Single domain antibody fragments (sdAbs) are promising vectors for immunoPET; however, better methods for labeling sdAbs with ¹⁸F are needed. Herein, we evaluate a site-specific strategy utilizing an ¹⁸F residualizing motif and the anti-HER2 sdAb 5F7 bearing an engineered C-terminal GGC tail. Methods: 5F7GGC was site-specifically attached with a tetrazine-bearing agent via thiol-maleimide reaction.
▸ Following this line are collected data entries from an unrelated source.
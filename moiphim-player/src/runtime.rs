//! Tokio event loop for a mounted [`PlayerController`].
//!
//! One task owns the controller. It waits on either the next inbound message
//! or the earliest pending timer deadline, whichever comes first, so timers
//! fire without the shell having to poll. Unmounting (explicitly, or by
//! dropping the [`PlayerHandle`]) tears the controller down and ends the task.

use tokio::sync::{mpsc, oneshot};
use tokio::task::{JoinError, JoinHandle};
use tokio::time;

use crate::domains::player::controller::PlayerController;
use crate::domains::player::messages::{BackendEvent, PlayerEvent, PlayerMessage};
use crate::domains::player::session::MountToken;
use crate::domains::player::view::PlayerView;

#[derive(Debug)]
enum Envelope {
    Message(PlayerMessage),
    View(oneshot::Sender<PlayerView>),
}

/// Cloneable sender into a player's inbox.
///
/// Backends keep one to report their events; the shell uses one for input.
#[derive(Debug, Clone)]
pub struct PlayerSender {
    tx: mpsc::UnboundedSender<Envelope>,
}

impl PlayerSender {
    /// Returns `false` once the player task has ended.
    pub fn send(&self, message: PlayerMessage) -> bool {
        self.tx.send(Envelope::Message(message)).is_ok()
    }

    pub fn backend(&self, token: MountToken, event: BackendEvent) -> bool {
        self.send(PlayerMessage::Backend(token, event))
    }

    pub fn is_closed(&self) -> bool {
        self.tx.is_closed()
    }
}

#[derive(Debug)]
pub struct PlayerInbox {
    rx: mpsc::UnboundedReceiver<Envelope>,
}

/// Create the inbox first so backend factories can hold a sender before the
/// controller exists.
pub fn channel() -> (PlayerSender, PlayerInbox) {
    let (tx, rx) = mpsc::unbounded_channel();
    (PlayerSender { tx }, PlayerInbox { rx })
}

/// Sends `Unmount` when dropped, so a forgotten handle still tears the
/// player down.
#[derive(Debug)]
struct UnmountOnDrop(PlayerSender);

impl Drop for UnmountOnDrop {
    fn drop(&mut self) {
        self.0.send(PlayerMessage::Unmount);
    }
}

#[derive(Debug)]
pub struct PlayerHandle {
    sender: UnmountOnDrop,
    join: JoinHandle<PlayerController>,
}

impl PlayerHandle {
    pub fn sender(&self) -> PlayerSender {
        self.sender.0.clone()
    }

    pub fn send(&self, message: PlayerMessage) -> bool {
        self.sender.0.send(message)
    }

    /// Current view, or `None` if the player task has ended.
    pub async fn view(&self) -> Option<PlayerView> {
        let (reply, response) = oneshot::channel();
        self.sender.0.tx.send(Envelope::View(reply)).ok()?;
        response.await.ok()
    }

    /// Unmount and wait for the task, handing back the torn-down controller.
    pub async fn unmount(self) -> Result<PlayerController, JoinError> {
        let PlayerHandle { sender, join } = self;
        drop(sender);
        join.await
    }
}

/// Start the player task. The controller is mounted first if the caller
/// has not already done so.
pub fn spawn_player(
    controller: PlayerController,
    sender: PlayerSender,
    inbox: PlayerInbox,
) -> (PlayerHandle, mpsc::UnboundedReceiver<PlayerEvent>) {
    let (events_tx, events_rx) = mpsc::unbounded_channel();
    let join = tokio::spawn(run(controller, inbox, events_tx));
    (
        PlayerHandle {
            sender: UnmountOnDrop(sender),
            join,
        },
        events_rx,
    )
}

async fn run(
    mut controller: PlayerController,
    mut inbox: PlayerInbox,
    events: mpsc::UnboundedSender<PlayerEvent>,
) -> PlayerController {
    let forward = |batch: Vec<PlayerEvent>| {
        for event in batch {
            // Nobody listening is fine; the player keeps running.
            let _ = events.send(event);
        }
    };

    if !controller.is_mounted() {
        forward(controller.mount());
    }

    loop {
        let deadline = controller.next_deadline();
        let next_timer = async move {
            match deadline {
                Some(at) => time::sleep_until(time::Instant::from_std(at)).await,
                None => std::future::pending::<()>().await,
            }
        };

        tokio::select! {
            envelope = inbox.rx.recv() => match envelope {
                Some(Envelope::Message(PlayerMessage::Unmount)) | None => break,
                Some(Envelope::Message(message)) => forward(controller.update(message)),
                Some(Envelope::View(reply)) => {
                    // A deadline may be due alongside the request.
                    forward(controller.tick());
                    let _ = reply.send(controller.view());
                }
            },
            () = next_timer => forward(controller.tick()),
        }
    }

    controller.unmount();
    log::debug!("[Player] Driver stopped");
    controller
}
The resultant conjugate was labeled with ¹⁸F by inverse electron demand Diels-Alder cycloaddition with a trans-cyclooctene attached to 6-¹⁸F-fluoronicotinoyl moiety via a renal brush border enzyme-cleavable linker and a PEG4 chain (¹⁸F-5F7GGC). For comparisons, 5F7 sdAb was labeled using the prototypical residualizing agent, N-succinimidyl 3-(guanidinomethyl)-5-¹²⁵I-iodobenzoate (iso-¹²⁵I-SGMIB). The two labeled sdAbs were compared in paired-label studies performed in the HER2-expressing BT474M1 breast carcinoma cell line and athymic mice bearing BT474M1 subcutaneous xenografts. MicroPET/CT imaging after administration of ¹⁸F-5F7GGC in the above mouse model was also carried out. Results: ¹⁸F-5F7GGC was synthesized in an overall radiochemical yield of 8.9 ± 3.2% with retention of HER2 binding affinity and immunoreactivity. The total cell-associated and intracellular activity for ¹⁸F-5F7GGC was similar to that for co-incubated iso-^125I-SGMIB-5F7. Likewise, the uptake of ¹⁸F-5F7GGC in BT474M1 xenografts in mice was similar to that for iso-¹²⁵I-SGMIB-5F7; however, ¹⁸F-5F7GGC exhibited significantly more rapid clearance from the kidney. MicroPET/CT imaging confirmed high uptake and retention in the tumor with very little background activity at 3 h except in the bladder. Conclusion: This site-specific and residualizing ¹⁸F labeling strategy could facilitate clinical translation of 5F7 anti-HER2 sdAb as well as other sdAbs for immunoPET.